We also make it a point to notify our staff about anything first, before we tell our larger community. During COVID, we saw a lot of teachers from other districts saying they found out about changes to protocols or things like that on Facebook, not from their districts. We don’t ever want that to happen here. Even outside of a crisis, we send them ahead of time exactly what we’re planning to send to parents and families. Everyone’s getting the same unified message, but our teachers and staff are getting it first.
There are no greater advocates for us than those who work here in the district. Looking back at our employee satisfaction surveys, our scores have continued to rise, even during COVID—and I think a lot of that is because of our immediate, regular, transparent communication to the staff. They’re never wondering what’s going on.
So we’ve talked about crises—but how do you proactively share your district’s successes?
When families are making decisions about education, they have five other choices besides your public schools: virtual, homeschool, charter, private schools, or other brick-and-mortar districts. We have to make sure our schools look better than all those other options, and that means emphasizing the positives.
Of course, when you’re in crisis mode, that’s difficult to do. We came back to school this year to the Delta variant, and then this semester started with Omicron. So I would say we probably only turned the corner from crisis mode in the last couple of months. Right before we went out for spring break, we sat down as a communications team with the superintendent and said, Now through graduation, what stories can we produce that are proactive and positive? We made a list of those ideas, assigned them out, and created those stories. Then we pushed them on our blog, social media feeds, video channels, through news releases, and everywhere else we could proactively share our good news.

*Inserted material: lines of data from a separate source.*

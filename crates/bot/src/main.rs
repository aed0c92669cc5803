mod logging;
mod plugins;
mod session;

use core::time::Duration;
use std::{
    fs,
    path::{Path, PathBuf},
};

use anyhow::{Context as _, Result, anyhow};
use clap::Parser;
use matrix_sdk::{
    Client,
    config::SyncSettings,
    room::Room,
    ruma::events::room::{
        member::{MembershipState, StrippedRoomMemberEvent},
        message::{MessageType, OriginalSyncRoomMessageEvent},
    },
};
use serde::Deserialize;
use tracing::{debug, info, warn};

use crate::logging::{LogFormat, init_tracing};
use plugin_core::{PluginContext, PluginRegistry, PluginSpec, factory::PluginEnv, truncate};

#[derive(Parser, Debug)]
#[command(
    name = "sticky-bot",
    version,
    about = "Matrix bot that keeps sticky messages at the bottom of busy rooms"
)]
pub(crate) struct Args {
    /// Homeserver base URL, e.g. `https://matrix-client.matrix.org`.
    #[arg(long, env = "MATRIX_HOMESERVER")]
    homeserver: String,

    /// Username (localpart or full user ID)
    #[arg(long, env = "MATRIX_USERNAME")]
    pub(crate) username: String,

    /// Password (if omitted, will prompt if needed)
    #[arg(long, env = "MATRIX_PASSWORD")]
    pub(crate) password: Option<String>,

    /// Directory for persistent state (encryption keys, sync cache, sticky data)
    #[arg(long, env = "MATRIX_STORE", default_value = "./bot-store")]
    store: PathBuf,

    /// JSON session file for access token/device info
    #[arg(long, env = "MATRIX_SESSION_FILE", default_value = "./session.json")]
    pub(crate) session_file: PathBuf,

    /// Device display name
    #[arg(long, env = "MATRIX_DEVICE_NAME", default_value = "sticky-bot")]
    pub(crate) device_name: String,

    /// Path to the YAML config listing plugin specs
    #[arg(long, env = "MATRIX_CONFIG", default_value = "./config.yaml")]
    config: PathBuf,

    /// Directory holding per-plugin `<id>/config.yaml` overrides
    #[arg(long, env = "PLUGINS_DIR", default_value = "./plugins")]
    plugins_dir: PathBuf,

    /// Disable auto-joining rooms when invited
    #[arg(long)]
    no_autojoin: bool,

    /// Sync timeout in milliseconds
    #[arg(long, env = "MATRIX_SYNC_TIMEOUT_MS", default_value_t = 30000)]
    sync_timeout_ms: u64,

    /// Log output format
    #[arg(long, env = "RUST_LOG_MODE", value_enum, default_value_t = LogFormat::Pretty)]
    log_format: LogFormat,
}

#[derive(Debug, Default, Deserialize, Clone)]
pub(crate) struct BotConfig {
    #[serde(default, alias = "tools")]
    pub(crate) plugins: Vec<PluginSpec>,
}

#[tokio::main]
async fn main() -> Result<()> {
    // Load .env if present so clap can pick up env vars.
    let _ = dotenvy::dotenv();
    let args = Args::parse();
    init_tracing(args.log_format)?;

    fs::create_dir_all(&args.store)
        .with_context(|| format!("creating store directory at {}", args.store.display()))?;

    // SQLite store keeps E2EE state across restarts
    let client = Client::builder()
        .homeserver_url(&args.homeserver)
        .handle_refresh_tokens()
        .sqlite_store(&args.store, None)
        .build()
        .await
        .context("building matrix client")?;

    session::restore_or_login(&client, &args).await?;

    let config = load_config(&args.config)?;
    let env = PluginEnv {
        client: client.clone(),
        state_dir: args.store.clone(),
    };
    let registry = plugins::build_registry(&config, &env, &args.plugins_dir).await?;
    info!(commands = ?registry.commands().await, "Registered plugin commands");

    if !args.no_autojoin {
        client.add_event_handler(
            async move |ev: StrippedRoomMemberEvent, room: Room, client: Client| {
                if ev.content.membership != MembershipState::Invite {
                    return;
                }
                let Some(own_id) = client.user_id() else {
                    return;
                };
                if ev.state_key != own_id.as_str() {
                    return;
                }
                info!(room_id = %room.room_id(), "Auto-joining invited room");
                if let Err(e) = room.join().await {
                    warn!(error = %e, "Failed to accept invite");
                }
            },
        );
    }

    {
        let registry = registry.clone();
        client.add_event_handler(
            move |ev: OriginalSyncRoomMessageEvent, room: Room, client: Client| {
                let registry = registry.clone();
                async move { handle_room_message(&registry, ev, room, client).await }
            },
        );
    }

    info!(
        timeout_ms = args.sync_timeout_ms,
        "Starting sync… Press Ctrl+C to stop."
    );
    let settings = SyncSettings::new().timeout(Duration::from_millis(args.sync_timeout_ms));
    let outcome = tokio::select! {
        res = client.sync(settings) => res.map_err(|e| anyhow!("sync terminated: {e}")),
        res = tokio::signal::ctrl_c() => {
            info!("Shutdown requested");
            res.context("listening for Ctrl+C")
        }
    };

    shutdown_plugins(&registry).await;
    outcome
}

/// Runs `!command` plugins, then every passive plugin, for one room message.
async fn handle_room_message(
    registry: &PluginRegistry,
    ev: OriginalSyncRoomMessageEvent,
    room: Room,
    client: Client,
) {
    let Some(own_id) = client.user_id().map(ToOwned::to_owned) else {
        return;
    };
    if ev.sender == own_id {
        return;
    }

    let body = match &ev.content.msgtype {
        MessageType::Text(t) => Some(t.body.trim()),
        MessageType::Notice(n) => Some(n.body.trim()),
        MessageType::Emote(e) => Some(e.body.trim()),
        MessageType::Audio(_)
        | MessageType::File(_)
        | MessageType::Image(_)
        | MessageType::Location(_)
        | MessageType::ServerNotice(_)
        | MessageType::Video(_)
        | MessageType::VerificationRequest(_)
        | _ => None,
    };
    debug!(room_id = %room.room_id(), sender = %ev.sender, body = ?body.map(|b| truncate(b, 200)), "Incoming message");

    let ctx = PluginContext {
        room,
        sender: ev.sender.clone(),
    };

    if let Some((cmd, args)) = body.and_then(split_command)
        && let Some(entry) = registry.entry_by_command(cmd).await
    {
        info!(plugin = %entry.spec.id, cmd = %cmd, sender = %ctx.sender, "Running command");
        if let Err(e) = entry.plugin.run(&ctx, args, &entry.spec).await {
            warn!(error = %e, plugin = %entry.spec.id, "Plugin failed");
        }
    }

    for entry in registry.passive().await {
        if let Err(e) = entry.plugin.on_room_message(&ctx, &ev, &entry.spec).await {
            warn!(error = %e, plugin = %entry.spec.id, "Plugin on_room_message failed");
        }
    }
}

/// Splits `!cmd rest of line` into the command token and its trimmed arguments.
fn split_command(body: &str) -> Option<(&str, &str)> {
    if !body.starts_with('!') {
        return None;
    }
    let (cmd, args) = body
        .split_once(char::is_whitespace)
        .unwrap_or((body, ""));
    Some((cmd, args.trim()))
}

async fn shutdown_plugins(registry: &PluginRegistry) {
    for (id, entry) in registry.entries().await {
        match entry.plugin.shutdown().await {
            Ok(()) => debug!(plugin = %id, "Plugin shut down"),
            Err(e) => warn!(error = %e, plugin = %id, "Plugin shutdown failed"),
        }
    }
}

fn load_config(path: &Path) -> Result<BotConfig> {
    if !path.exists() {
        info!(file = %path.display(), "No config file; using plugin defaults");
        return Ok(BotConfig::default());
    }
    let yaml = fs::read_to_string(path)
        .with_context(|| format!("reading config file at {}", path.display()))?;
    if yaml.trim().is_empty() {
        return Ok(BotConfig::default());
    }
    let cfg: BotConfig = serde_yaml::from_str(&yaml).context("parsing YAML config")?;
    Ok(cfg)
}
use core::fmt;
use std::collections::HashSet;

use async_trait::async_trait;
use matrix_sdk::{
    Client,
    room::{MessagesOptions, Room},
    ruma::{
        EventId, RoomId, UserId as MatrixUserId,
        api::client::error::ErrorKind,
        events::{
            AnySyncMessageLikeEvent, AnySyncTimelineEvent,
            room::message::{MessageType, RoomMessageEventContent, SyncRoomMessageEvent},
        },
        serde::Raw,
    },
};
use sticky_engine::{
    ChannelId, Clock as _, GatewayError, MessageId, MessagingGateway, RecentMessage,
    SentMessage, StickyContent, SystemClock, Timestamp, UserId,
};
use tracing::debug;

const REDACT_REASON: &str = "sticky message refresh";

/// [`MessagingGateway`] over a logged-in matrix-sdk [`Client`].
///
/// Channels are room ids and messages are event ids. Deleting a message
/// redacts it.
#[derive(Clone)]
pub struct MatrixGateway {
    client: Client,
    bot_users: HashSet<String>,
}

impl fmt::Debug for MatrixGateway {
    fn fmt(&self, f: &mut fmt::Formatter<'_>) -> fmt::Result {
        f.debug_struct("MatrixGateway")
            .field("bot_users", &self.bot_users)
            .finish_non_exhaustive()
    }
}

impl MatrixGateway {
    pub fn new(client: Client, bot_users: impl IntoIterator<Item = String>) -> Self {
        Self {
            client,
            bot_users: bot_users
                .into_iter()
                .map(|u| u.to_lowercase())
                .collect(),
        }
    }

    fn room(&self, channel: &ChannelId) -> Result<Room, GatewayError> {
        let room_id = RoomId::parse(channel.as_str()).map_err(|_| GatewayError::NotFound)?;
        self.client.get_room(&room_id).ok_or(GatewayError::NotFound)
    }

    pub fn is_bot(&self, sender: &MatrixUserId, msgtype: &MessageType) -> bool {
        let own = self.client.user_id().is_some_and(|own| own == sender);
        is_bot_message(own, &self.bot_users, sender.as_str(), msgtype)
    }

    fn recent_from_raw(&self, raw: &Raw<AnySyncTimelineEvent>) -> Option<RecentMessage> {
        let AnySyncTimelineEvent::MessageLike(AnySyncMessageLikeEvent::RoomMessage(
            SyncRoomMessageEvent::Original(event),
        )) = raw.deserialize().ok()?
        else {
            return None;
        };
        Some(RecentMessage {
            id: MessageId::new(event.event_id.as_str()),
            author: UserId::new(event.sender.as_str()),
            is_bot: self.is_bot(&event.sender, &event.content.msgtype),
            timestamp: Timestamp::from_millis(u64::from(event.origin_server_ts.get())),
        })
    }
}

/// Matrix has no bot flag: the bot itself, configured bot accounts and
/// `m.notice` senders all count as bots.
pub(crate) fn is_bot_message(
    own: bool,
    bot_users: &HashSet<String>,
    sender: &str,
    msgtype: &MessageType,
) -> bool {
    own || matches!(msgtype, MessageType::Notice(_)) || bot_users.contains(&sender.to_lowercase())
}

#[async_trait]
impl MessagingGateway for MatrixGateway {
    async fn fetch_recent_messages(
        &self,
        channel: &ChannelId,
        limit: usize,
    ) -> Result<Vec<RecentMessage>, GatewayError> {
        let room = self.room(channel)?;
        let mut options = MessagesOptions::backward();
        options.limit = u32::try_from(limit).unwrap_or(u32::MAX).into();
        let response = room
            .messages(options)
            .await
            .map_err(GatewayError::transient)?;

        let total = response.chunk.len();
        let recent: Vec<RecentMessage> = response
            .chunk
            .into_iter()
            .filter_map(|event| self.recent_from_raw(&event.into_raw()))
            .collect();
        debug!(room = %channel, total, messages = recent.len(), "Fetched recent room history");
        Ok(recent)
    }

    async fn delete_message(
        &self,
        channel: &ChannelId,
        message: &MessageId,
    ) -> Result<(), GatewayError> {
        let room = self.room(channel)?;
        let event_id = EventId::parse(message.as_str()).map_err(|_| GatewayError::NotFound)?;
        match room.redact(&event_id, Some(REDACT_REASON), None).await {
            Ok(_) => Ok(()),
            Err(e) if matches!(e.client_api_error_kind(), Some(ErrorKind::NotFound)) => {
                Err(GatewayError::NotFound)
            }
            Err(e) => Err(GatewayError::transient(e)),
        }
    }

    async fn send_message(
        &self,
        channel: &ChannelId,
        content: &StickyContent,
    ) -> Result<SentMessage, GatewayError> {
        let room = self.room(channel)?;
        let rendered = content.render();
        let message = match rendered.html {
            Some(html) => RoomMessageEventContent::text_html(rendered.body, html),
            None => RoomMessageEventContent::text_plain(rendered.body),
        };
        let sent = room.send(message).await.map_err(GatewayError::transient)?;
        Ok(SentMessage {
            id: MessageId::new(sent.event_id.as_str()),
            timestamp: SystemClock.now(),
        })
    }
}

#[cfg(test)]
mod tests {
    use super::*;
    use matrix_sdk::ruma::events::room::message::{NoticeMessageEventContent, TextMessageEventContent};

    #[test]
    fn bot_detection() {
        let bots: HashSet<String> = ["@helper:example.org".to_owned()].into();
        let text = MessageType::Text(TextMessageEventContent::plain("hi"));
        let notice = MessageType::Notice(NoticeMessageEventContent::plain("beep"));

        assert!(!is_bot_message(false, &bots, "@alice:example.org", &text));
        assert!(is_bot_message(true, &bots, "@alice:example.org", &text));
        assert!(is_bot_message(false, &bots, "@Helper:example.org", &text));
        assert!(is_bot_message(false, &bots, "@alice:example.org", &notice));
    }
}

Now, we also have a proactive pitch plan. We hadn’t been pitching very many non-COVID stories to the media for about two and a half years. So we drew a line in the sand and said, This is where we’re going to start. And we did! We introduced a districtwide STEM curriculum for all four-year-olds in pre-K at the end of March—and we wanted to talk about that. So we pitched the idea to our local magazine, Arlington Today, and it became the cover story of their April issue.
My advice is to just decide you’re going to do it. Put a list together of proactive stories that you know your team can cover and go for it. Then, you can get back to the business at hand: supporting quality education for kids and preparing for the next emergency.